Moving ahead, the Indian cement industry is looking at new research and technologies for further development. Some of the future trends that may impact the cement industry in the near future are as follows:

Captive power plant (CPP) from renewable sources

The cement industry supports rapid expansion of renewable energy capacities by leveraging and transforming the captive power requirement of industry through renewable sources (wind and solar). It is well-aligned to contribute towards achieving the target of 175 GW renewables as part of India’s Nationally Determined Contributions (NDCs), which can attract investments of about INR 1.6 trillion for 20 000 MW of captive renewable capacity. This could potentially replace around 4000 MW of coal based thermal power generation. In the process, the industry is poised to reduce the intensity of India’s greenhouse gas emissions.


This is a potential resource-efficient solution as the cement industry can blend limestone and calcined clay. It is projected that Limestone Calcined Clay Cement (LC3) can reduce CO2 emissions by up to 30%. This is a development that could grow faster than expected given the high availability of limestone and low grade clay in India, as well as the fact that it is cost effective and does not require capital-intensive modifications in existing plants. Monitoring Installation of continuous emission monitoring systems, latest dust collection and suppression technologies are technology advancements being implemented across all major cement plants in India.

Carbon capture & storage

The Indian cement industry has already taken a step forward through the ratification of the Paris Climate Agreement. As the industry is working on existing levers to reduce GHG emissions, deep decarbonisation will require further technological development such as Carbon Capture and Utilisation (CCU). It is a major global technological race taking place in developed as well as developing economies, to safeguard the industry and infrastructure from the negative impact of climate change.

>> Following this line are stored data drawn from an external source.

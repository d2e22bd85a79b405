// demos/husky_wolf_demo.rs
//
// End-to-end walkthrough: build a husky/wolf folder tree, configure a
// DataModule, and drain one training epoch plus one validation pass.

use anyhow::Result;
use image::{Rgb, RgbImage};
use imgdlio::{DataModule, DataModuleConfig};
use std::path::Path;
use std::time::Instant;
use tempfile::TempDir;
use tokio_stream::StreamExt;

/// Create a synthetic class folder of solid-color "photographs".
fn create_class_folder(base: &Path, name: &str, count: usize, color: [u8; 3]) -> Result<()> {
    let dir = base.join(name);
    std::fs::create_dir_all(&dir)?;
    for i in 0..count {
        RgbImage::from_pixel(64, 64, Rgb(color)).save(dir.join(format!("img_{i:03}.png")))?;
    }
    println!("  {} -> {} images", name, count);
    Ok(())
}

#[tokio::main]
async fn main() -> Result<()> {
    env_logger::init();

    println!("Creating synthetic dataset...");
    let tmp = TempDir::new()?;
    create_class_folder(tmp.path(), "husky_train", 12, [200, 190, 180])?;
    create_class_folder(tmp.path(), "wolf_train", 10, [90, 95, 105])?;
    create_class_folder(tmp.path(), "husky_test", 4, [210, 195, 185])?;
    create_class_folder(tmp.path(), "wolf_test", 4, [85, 90, 100])?;

    let cfg = DataModuleConfig::default()
        .with_base_dir(tmp.path())
        .with_batch_size(4)
        .with_num_workers(4);
    let mut dm = DataModule::new(cfg, None, None)?;
    dm.setup()?;

    println!("\nTraining pass (shuffled):");
    let start = Instant::now();
    let mut batches = dm.train_loader()?.batches();
    let mut n = 0usize;
    while let Some(batch) = batches.next().await {
        let batch = batch?;
        println!(
            "  batch {:2}: images {:?}, labels {:?}",
            n,
            batch.images.dim(),
            batch.labels.to_vec()
        );
        n += 1;
    }
    println!("  {} batches in {:?}", n, start.elapsed());

    println!("\nValidation pass (sequential):");
    let mut batches = dm.val_loader()?.batches();
    while let Some(batch) = batches.next().await {
        let batch = batch?;
        println!("  labels {:?}", batch.labels.to_vec());
    }

    Ok(())
}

Low Carbon Technology Roadmap (LCTR) projections

The industry is working towards emissions reductions by 2050. According to the LCTR report, the cement sector has committed to reducing its direct CO2 emission intensity to 0.35 t of CO2 per t of cement in 2050. This would be about 45% lower than 2010 levels (saving 212 million t – 367 million t of CO2) in 2050, compared with the business-as-usual scenario. It will require a combination of policy support, technology solutions, public-private collaboration, financing mechanisms, and social acceptance together with sustained fl ow of investments to achieve the milestones.


Commitment to responsible business combined with sustainable growth is fast emerging as a cornerstone principle guiding the growth of the cement industry in India which considers itself an essential player in bridging the gap between the necessity for quality infrastructure and achieving the Sustainable Development Goals (SDGs).